ABOUT THE ARTIST

The artist is represented by the following galleries:
Dan Gallery
São Paulo SP
www.dangaleria.com.br
Dengler und Dengler Gallery
Stuttgart Germany
www.denglerunddengler.de
Gaby Indio da Costa Contemporary Art
Rio de Janeiro RJ
www.gabyindiodacosta.com
Arte Plural Gallery
Recife PE
www.artepluralgaleria.com.br
Brazilian artist Manoel Veiga was born in August 1966, in Recife. The following year, his family moves to Boa Viagem, on the seashore, now a district of Recife, one of the largest cities in Brazil. He is the first of his parents’ three children. From an early age his interest in Literature shows, and as soon as he learns to read, he becomes an avid reader.
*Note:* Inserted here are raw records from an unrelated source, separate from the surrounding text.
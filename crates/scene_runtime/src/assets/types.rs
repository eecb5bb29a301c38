//! Shared asset types
//!
//! Meshes, materials and textures are handed out as `Arc`s by the
//! [`AssetCache`](super::AssetCache) and treated as immutable, with one
//! exception: a material's texture slots can be swapped in place by
//! `update_material_from_data`, so that state sits behind a lock.

use std::sync::atomic::{AtomicU64, Ordering};
use std::sync::{Arc, PoisonError, RwLock, RwLockReadGuard, RwLockWriteGuard};

use bitflags::bitflags;
use serde::{Deserialize, Serialize};

use crate::config::MATERIAL_TEXTURE_SLOTS;
use crate::foundation::math::{Mat4, Transform};

static NEXT_TEXTURE_ID: AtomicU64 = AtomicU64::new(1);
static NEXT_MESH_ID: AtomicU64 = AtomicU64::new(1);
static NEXT_MATERIAL_ID: AtomicU64 = AtomicU64::new(1);

/// Identity of one loaded texture
///
/// Assigned once per successful load and never reused, so two loads of the
/// same pixels produce two different identities.
#[derive(Debug, Clone, Copy, PartialEq, Eq, Hash, PartialOrd, Ord)]
pub struct TextureId(pub u64);

impl TextureId {
    fn next() -> Self {
        Self(NEXT_TEXTURE_ID.fetch_add(1, Ordering::Relaxed))
    }
}

/// Identity of one loaded mesh
#[derive(Debug, Clone, Copy, PartialEq, Eq, Hash)]
pub struct MeshId(pub u64);

/// Identity of one loaded material
#[derive(Debug, Clone, Copy, PartialEq, Eq, Hash)]
pub struct MaterialId(pub u64);

/// A texture as seen by the scene core
///
/// `gpu_handle` is opaque here; the render backend decides what it means.
#[derive(Debug)]
pub struct TextureAsset {
    id: TextureId,
    path: String,
    width: u32,
    height: u32,
    gpu_handle: u64,
    pixels: Vec<u8>,
}

impl TextureAsset {
    /// Create a texture with a fresh identity
    pub fn new(path: impl Into<String>, width: u32, height: u32, gpu_handle: u64) -> Self {
        Self {
            id: TextureId::next(),
            path: path.into(),
            width,
            height,
            gpu_handle,
            pixels: Vec::new(),
        }
    }

    /// Attach RGBA8 pixel data for upload
    pub fn with_pixels(mut self, pixels: Vec<u8>) -> Self {
        self.pixels = pixels;
        self
    }

    /// Texture identity
    pub fn id(&self) -> TextureId {
        self.id
    }

    /// Source path
    pub fn path(&self) -> &str {
        &self.path
    }

    /// Dimensions in pixels
    pub fn size(&self) -> (u32, u32) {
        (self.width, self.height)
    }

    /// Backend handle
    pub fn gpu_handle(&self) -> u64 {
        self.gpu_handle
    }

    /// RGBA8 pixels, empty if the backend already owns the upload
    pub fn pixels(&self) -> &[u8] {
        &self.pixels
    }
}

/// One node of a mesh's rigid-part hierarchy
#[derive(Debug, Clone)]
pub struct MeshNode {
    /// Node name as authored
    pub name: String,
    /// Parent index, `-1` for roots; always less than this node's index
    pub parent: i32,
    /// Transform relative to the parent
    pub local: Mat4,
}

/// A drawable index range of a mesh attached to one node
#[derive(Debug, Clone)]
pub struct MeshPart {
    /// Part name as authored
    pub name: String,
    /// Node the part hangs off
    pub node: usize,
    /// First index in the mesh's index buffer
    pub first_index: u32,
    /// Number of indices
    pub index_count: u32,
    /// Source path of the part's own texture
    pub texture_path: Option<String>,
    /// Resolved texture, filled in by the asset cache
    pub texture: Option<Arc<TextureAsset>>,
}

/// A loaded mesh
#[derive(Debug)]
pub struct MeshAsset {
    id: MeshId,
    path: String,
    /// Node hierarchy, parents before children
    pub nodes: Vec<MeshNode>,
    /// Drawable parts
    pub parts: Vec<MeshPart>,
    /// Total index count, used when the mesh has no explicit parts
    pub index_count: u32,
    /// Source path of the whole-mesh texture
    pub texture_path: Option<String>,
    /// Whole-mesh texture, filled in by the asset cache
    pub texture: Option<Arc<TextureAsset>>,
}

impl MeshAsset {
    /// Create an empty mesh with a fresh identity
    pub fn new(path: impl Into<String>) -> Self {
        Self {
            id: MeshId(NEXT_MESH_ID.fetch_add(1, Ordering::Relaxed)),
            path: path.into(),
            nodes: Vec::new(),
            parts: Vec::new(),
            index_count: 0,
            texture_path: None,
            texture: None,
        }
    }

    /// Mesh identity
    pub fn id(&self) -> MeshId {
        self.id
    }

    /// Source path
    pub fn path(&self) -> &str {
        &self.path
    }

    /// Number of hierarchy nodes
    pub fn node_count(&self) -> usize {
        self.nodes.len()
    }

    /// Whether parts need independent bindings
    pub fn is_multi_part(&self) -> bool {
        self.parts.len() > 1
    }

    /// Whether any part or the whole mesh carries a texture
    pub fn has_texture(&self) -> bool {
        self.texture.is_some() || self.parts.iter().any(|p| p.texture.is_some())
    }
}

/// Material texture slots
#[derive(Debug, Clone, Copy, PartialEq, Eq, Hash)]
pub enum TextureSlot {
    /// Albedo
    BaseColor,
    /// Tangent-space normal map
    Normal,
    /// Metallic in B, roughness in G
    MetallicRoughness,
    /// Ambient occlusion
    Occlusion,
    /// Emissive colour
    Emissive,
}

impl TextureSlot {
    /// Every slot in binding order
    pub const ALL: [TextureSlot; MATERIAL_TEXTURE_SLOTS] = [
        TextureSlot::BaseColor,
        TextureSlot::Normal,
        TextureSlot::MetallicRoughness,
        TextureSlot::Occlusion,
        TextureSlot::Emissive,
    ];

    /// Array index of this slot
    pub fn index(self) -> usize {
        self as usize
    }

    /// Presence flag for this slot
    pub fn flag(self) -> TextureSlots {
        TextureSlots::from_bits_truncate(1 << self.index())
    }
}

bitflags! {
    /// Which material texture slots are populated
    #[derive(Debug, Clone, Copy, PartialEq, Eq, Hash, Default)]
    pub struct TextureSlots: u32 {
        /// Albedo present
        const BASE_COLOR = 1 << 0;
        /// Normal map present
        const NORMAL = 1 << 1;
        /// Metallic-roughness present
        const METALLIC_ROUGHNESS = 1 << 2;
        /// Occlusion present
        const OCCLUSION = 1 << 3;
        /// Emissive present
        const EMISSIVE = 1 << 4;
    }
}

/// Serializable material description
#[derive(Debug, Clone, PartialEq, Serialize, Deserialize)]
#[serde(default)]
pub struct MaterialData {
    /// Display name
    pub name: String,
    /// RGBA multiplier
    pub base_color_factor: [f32; 4],
    /// Metallic factor
    pub metallic: f32,
    /// Roughness factor
    pub roughness: f32,
    /// Emissive colour
    pub emissive: [f32; 3],
    /// Source paths, indexed by [`TextureSlot::index`]
    pub textures: [Option<String>; MATERIAL_TEXTURE_SLOTS],
}

impl Default for MaterialData {
    fn default() -> Self {
        Self {
            name: "default".to_string(),
            base_color_factor: [1.0, 1.0, 1.0, 1.0],
            metallic: 0.0,
            roughness: 0.8,
            emissive: [0.0, 0.0, 0.0],
            textures: Default::default(),
        }
    }
}

impl MaterialData {
    /// Set the source path of one slot
    pub fn with_texture(mut self, slot: TextureSlot, path: impl Into<String>) -> Self {
        self.textures[slot.index()] = Some(path.into());
        self
    }

    /// Source path of one slot
    pub fn texture(&self, slot: TextureSlot) -> Option<&str> {
        self.textures[slot.index()].as_deref()
    }
}

/// Mutable part of a material
#[derive(Debug, Default)]
pub struct MaterialState {
    /// Current description
    pub data: MaterialData,
    /// Resolved textures, indexed by [`TextureSlot::index`]
    pub textures: [Option<Arc<TextureAsset>>; MATERIAL_TEXTURE_SLOTS],
    /// Bumped on every in-place update
    pub revision: u32,
}

/// A loaded material
#[derive(Debug)]
pub struct MaterialAsset {
    id: MaterialId,
    path: String,
    state: RwLock<MaterialState>,
}

impl MaterialAsset {
    /// Create a material with a fresh identity
    pub fn new(
        path: impl Into<String>,
        data: MaterialData,
        textures: [Option<Arc<TextureAsset>>; MATERIAL_TEXTURE_SLOTS],
    ) -> Self {
        Self {
            id: MaterialId(NEXT_MATERIAL_ID.fetch_add(1, Ordering::Relaxed)),
            path: path.into(),
            state: RwLock::new(MaterialState {
                data,
                textures,
                revision: 0,
            }),
        }
    }

    /// Material identity
    pub fn id(&self) -> MaterialId {
        self.id
    }

    /// Source path
    pub fn path(&self) -> &str {
        &self.path
    }

    /// Read access to the mutable state
    pub fn state(&self) -> RwLockReadGuard<'_, MaterialState> {
        self.state.read().unwrap_or_else(PoisonError::into_inner)
    }

    pub(crate) fn state_mut(&self) -> RwLockWriteGuard<'_, MaterialState> {
        self.state.write().unwrap_or_else(PoisonError::into_inner)
    }

    /// Texture bound to a slot
    pub fn texture(&self, slot: TextureSlot) -> Option<Arc<TextureAsset>> {
        self.state().textures[slot.index()].clone()
    }

    /// Populated slots
    pub fn texture_slots(&self) -> TextureSlots {
        let state = self.state();
        TextureSlot::ALL
            .iter()
            .filter(|slot| state.textures[slot.index()].is_some())
            .fold(TextureSlots::empty(), |acc, slot| acc | slot.flag())
    }

    /// Whether any slot carries a texture
    pub fn has_texture(&self) -> bool {
        !self.texture_slots().is_empty()
    }

    /// Copy of the current description
    pub fn data(&self) -> MaterialData {
        self.state().data.clone()
    }
}

/// Serializable node description used by mesh files
#[derive(Debug, Clone, Serialize, Deserialize)]
pub struct NodeData {
    /// Node name
    pub name: String,
    /// Parent index, `-1` for roots
    #[serde(default = "root_parent")]
    pub parent: i32,
    /// Local transform
    #[serde(default)]
    pub transform: Transform,
}

fn root_parent() -> i32 {
    -1
}

/// Serializable part description used by mesh files
#[derive(Debug, Clone, Serialize, Deserialize)]
pub struct PartData {
    /// Part name
    pub name: String,
    /// Owning node
    #[serde(default)]
    pub node: usize,
    /// First index
    #[serde(default)]
    pub first_index: u32,
    /// Index count
    pub index_count: u32,
    /// Optional texture path
    #[serde(default)]
    pub texture: Option<String>,
}

/// Serializable mesh description
#[derive(Debug, Clone, Default, Serialize, Deserialize)]
#[serde(default)]
pub struct MeshData {
    /// Node hierarchy
    pub nodes: Vec<NodeData>,
    /// Drawable parts
    pub parts: Vec<PartData>,
    /// Total index count
    pub index_count: u32,
    /// Whole-mesh texture path
    pub texture: Option<String>,
}

impl MeshData {
    /// Build an unresolved mesh asset from this description
    pub fn into_asset(self, path: impl Into<String>) -> MeshAsset {
        let mut mesh = MeshAsset::new(path);
        mesh.nodes = self
            .nodes
            .into_iter()
            .map(|node| MeshNode {
                name: node.name,
                parent: node.parent,
                local: node.transform.to_matrix(),
            })
            .collect();
        mesh.parts = self
            .parts
            .into_iter()
            .map(|part| MeshPart {
                name: part.name,
                node: part.node,
                first_index: part.first_index,
                index_count: part.index_count,
                texture_path: part.texture,
                texture: None,
            })
            .collect();
        let part_total: u32 = mesh.parts.iter().map(|p| p.index_count).sum();
        mesh.index_count = self.index_count.max(part_total);
        mesh.texture_path = self.texture;
        mesh
    }
}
He starts drawing quite early, in a most spontaneous and precocious way, and this activity eventually plays an important role in his childhood.
The boy is interested in science and mathematics as well, and consequently Manoel Veiga becomes a student who is well acquainted with computers and their functioning. He starts reading about Art in his teens, and even though he had stopped drawing when he was 12, he keeps an intellectual interest on the subject, something which makes him visit museums and art galleries wherever he goes. (Veiga will be 28 when he starts drawing again.)
In 1985, he attends the Federal University of Pernambuco as a student of Electronic Engineering; soon after, he is awarded a research grant to work in the Physics Department, and this has a huge impact on him. That is when he takes on photography as a hobby. Once he graduates as an Electronic Engineer, he starts working with industrial automation for a French organization, where he goes through management-skills training. Four years later, Veiga pursues drawing again, this time with formal instruction, at Renato Valle’s studio – where he starts painting as well. Some months after that, he puts an end to his life as an Engineer, and this is when artist Gil Vicente starts supervising Veiga’s drawing and painting.
Although essentially self-taught, Veiga attends some important art courses, for instance at the École Nationale Supérieure des Beaux-Arts, in Paris. At the Joaquim Nabuco Foundation, in Recife, he meets art critic Agnaldo Farias, who will encourage Veiga to move to Sao Paulo and work there. This change of address takes place later on, and Veiga lives and works in Sao Paulo to this day.
Over the years, Veiga has kept in touch with artists like Eduardo Frota, Gil Vicente, and Marcelo Silveira, as well as with art critics and curators like Agnaldo Farias and Moacir dos Anjos – and all of them have influenced his career. Veiga has shown his work in exhibitions both in Brazil and abroad, has worked as assistant curator, and has been asked by organizations such as Bienal de Sao Paulo and Instituto Tomie Ohtake to carry out various types of research work.